§ **Work instruction**: Treat the line containing "matching row wins." as the last one, and return every line exactly from the first line of the material below up to it.

Data shown: Begin

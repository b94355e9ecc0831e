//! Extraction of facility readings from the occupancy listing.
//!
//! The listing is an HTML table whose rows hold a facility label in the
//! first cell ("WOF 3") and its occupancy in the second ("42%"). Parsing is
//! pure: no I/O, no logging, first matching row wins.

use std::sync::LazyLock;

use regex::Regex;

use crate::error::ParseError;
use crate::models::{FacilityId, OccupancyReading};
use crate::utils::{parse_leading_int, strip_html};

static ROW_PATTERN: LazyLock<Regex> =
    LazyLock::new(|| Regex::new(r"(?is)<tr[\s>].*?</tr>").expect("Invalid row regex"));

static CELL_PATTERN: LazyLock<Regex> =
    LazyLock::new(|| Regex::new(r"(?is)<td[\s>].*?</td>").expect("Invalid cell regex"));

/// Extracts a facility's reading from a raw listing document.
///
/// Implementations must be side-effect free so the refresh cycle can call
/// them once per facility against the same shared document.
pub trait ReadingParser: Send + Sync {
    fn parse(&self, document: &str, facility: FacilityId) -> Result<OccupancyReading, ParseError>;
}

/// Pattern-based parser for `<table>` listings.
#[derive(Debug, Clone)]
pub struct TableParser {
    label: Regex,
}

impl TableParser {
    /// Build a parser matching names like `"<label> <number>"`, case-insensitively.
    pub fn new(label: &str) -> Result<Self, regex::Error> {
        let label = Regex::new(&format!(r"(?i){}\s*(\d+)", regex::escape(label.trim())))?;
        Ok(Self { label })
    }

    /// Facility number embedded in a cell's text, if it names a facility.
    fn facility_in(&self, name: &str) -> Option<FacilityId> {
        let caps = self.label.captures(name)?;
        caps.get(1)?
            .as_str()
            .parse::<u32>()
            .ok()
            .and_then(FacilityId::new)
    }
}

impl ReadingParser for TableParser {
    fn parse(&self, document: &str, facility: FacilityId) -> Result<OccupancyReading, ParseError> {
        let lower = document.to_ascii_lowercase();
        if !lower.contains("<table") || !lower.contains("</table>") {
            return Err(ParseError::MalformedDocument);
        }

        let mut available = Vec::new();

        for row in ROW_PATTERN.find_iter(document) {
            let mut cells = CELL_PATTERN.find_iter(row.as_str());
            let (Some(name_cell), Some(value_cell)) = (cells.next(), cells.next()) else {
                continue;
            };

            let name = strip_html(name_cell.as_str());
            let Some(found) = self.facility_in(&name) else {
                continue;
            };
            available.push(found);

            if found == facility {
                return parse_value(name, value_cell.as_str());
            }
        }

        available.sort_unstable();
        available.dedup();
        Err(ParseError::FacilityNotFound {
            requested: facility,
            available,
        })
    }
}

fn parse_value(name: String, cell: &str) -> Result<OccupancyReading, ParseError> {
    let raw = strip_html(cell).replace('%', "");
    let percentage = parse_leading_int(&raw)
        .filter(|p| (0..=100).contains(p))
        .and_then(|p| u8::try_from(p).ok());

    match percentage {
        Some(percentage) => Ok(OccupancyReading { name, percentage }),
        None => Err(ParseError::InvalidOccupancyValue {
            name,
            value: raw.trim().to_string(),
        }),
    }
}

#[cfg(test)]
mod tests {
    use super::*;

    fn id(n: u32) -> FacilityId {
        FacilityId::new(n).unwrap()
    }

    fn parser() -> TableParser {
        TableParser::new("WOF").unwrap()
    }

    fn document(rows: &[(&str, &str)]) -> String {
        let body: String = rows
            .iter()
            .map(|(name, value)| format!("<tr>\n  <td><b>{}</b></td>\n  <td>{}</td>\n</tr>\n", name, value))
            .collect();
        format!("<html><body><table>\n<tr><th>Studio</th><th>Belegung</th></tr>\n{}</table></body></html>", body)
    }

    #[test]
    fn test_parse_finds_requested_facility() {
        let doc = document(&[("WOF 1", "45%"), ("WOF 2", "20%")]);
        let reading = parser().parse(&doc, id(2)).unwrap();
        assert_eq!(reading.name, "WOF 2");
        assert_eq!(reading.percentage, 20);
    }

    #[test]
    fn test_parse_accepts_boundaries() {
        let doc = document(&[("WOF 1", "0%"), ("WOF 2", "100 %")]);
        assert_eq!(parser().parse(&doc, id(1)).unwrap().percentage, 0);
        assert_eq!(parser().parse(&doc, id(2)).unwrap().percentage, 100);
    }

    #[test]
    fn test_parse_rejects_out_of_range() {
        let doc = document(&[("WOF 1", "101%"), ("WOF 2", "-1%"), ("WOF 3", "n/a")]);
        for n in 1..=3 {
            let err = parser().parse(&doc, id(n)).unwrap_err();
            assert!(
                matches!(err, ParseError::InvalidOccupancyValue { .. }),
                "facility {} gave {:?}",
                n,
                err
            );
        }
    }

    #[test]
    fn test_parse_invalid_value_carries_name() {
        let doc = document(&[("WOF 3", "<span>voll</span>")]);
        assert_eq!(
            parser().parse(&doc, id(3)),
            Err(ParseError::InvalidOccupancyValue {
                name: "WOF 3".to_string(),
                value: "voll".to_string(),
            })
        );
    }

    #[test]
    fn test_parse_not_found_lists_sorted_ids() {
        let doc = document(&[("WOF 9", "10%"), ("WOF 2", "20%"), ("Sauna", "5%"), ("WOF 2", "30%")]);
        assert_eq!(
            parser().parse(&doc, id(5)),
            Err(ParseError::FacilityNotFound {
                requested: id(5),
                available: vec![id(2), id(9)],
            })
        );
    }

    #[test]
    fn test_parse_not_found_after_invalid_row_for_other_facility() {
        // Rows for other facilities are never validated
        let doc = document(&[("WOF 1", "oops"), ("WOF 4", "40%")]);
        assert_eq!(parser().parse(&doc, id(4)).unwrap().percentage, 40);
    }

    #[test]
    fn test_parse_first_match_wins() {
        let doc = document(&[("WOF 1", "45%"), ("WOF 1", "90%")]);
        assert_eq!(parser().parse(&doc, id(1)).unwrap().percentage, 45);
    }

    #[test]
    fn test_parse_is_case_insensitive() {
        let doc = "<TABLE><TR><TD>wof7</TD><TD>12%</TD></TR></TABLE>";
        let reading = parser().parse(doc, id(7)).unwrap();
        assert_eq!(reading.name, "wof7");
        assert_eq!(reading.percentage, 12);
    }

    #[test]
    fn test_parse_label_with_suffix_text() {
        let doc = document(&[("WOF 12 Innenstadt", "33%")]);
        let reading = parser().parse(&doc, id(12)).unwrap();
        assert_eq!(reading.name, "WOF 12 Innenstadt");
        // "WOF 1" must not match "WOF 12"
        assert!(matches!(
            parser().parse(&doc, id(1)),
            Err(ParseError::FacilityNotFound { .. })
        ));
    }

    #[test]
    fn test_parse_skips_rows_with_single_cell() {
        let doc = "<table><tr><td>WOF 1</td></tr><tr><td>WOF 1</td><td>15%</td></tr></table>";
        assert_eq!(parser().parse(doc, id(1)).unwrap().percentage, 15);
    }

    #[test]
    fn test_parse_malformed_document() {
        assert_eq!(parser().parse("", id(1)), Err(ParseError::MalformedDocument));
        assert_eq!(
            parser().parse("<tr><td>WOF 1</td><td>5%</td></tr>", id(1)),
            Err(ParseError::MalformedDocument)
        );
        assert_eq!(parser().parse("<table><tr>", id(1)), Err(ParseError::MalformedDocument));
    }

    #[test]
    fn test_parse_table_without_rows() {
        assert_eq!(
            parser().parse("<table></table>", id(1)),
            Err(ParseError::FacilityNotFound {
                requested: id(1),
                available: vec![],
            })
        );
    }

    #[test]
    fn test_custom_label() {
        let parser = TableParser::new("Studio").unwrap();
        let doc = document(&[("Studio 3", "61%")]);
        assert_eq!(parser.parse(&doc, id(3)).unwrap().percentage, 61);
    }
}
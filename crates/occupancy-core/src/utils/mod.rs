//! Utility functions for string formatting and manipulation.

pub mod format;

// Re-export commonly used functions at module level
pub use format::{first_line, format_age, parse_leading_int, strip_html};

Data shown: End

§ **Result of this task**:
repository b94355e9ecc0831e
//! Extraction of facility readings from the occupancy listing.
//!
//! The listing is an HTML table whose rows hold a facility label in the
//! first cell ("WOF 3") and its occupancy in the second ("42%"). Parsing is
//! pure: no I/O, no logging, first matching row wins.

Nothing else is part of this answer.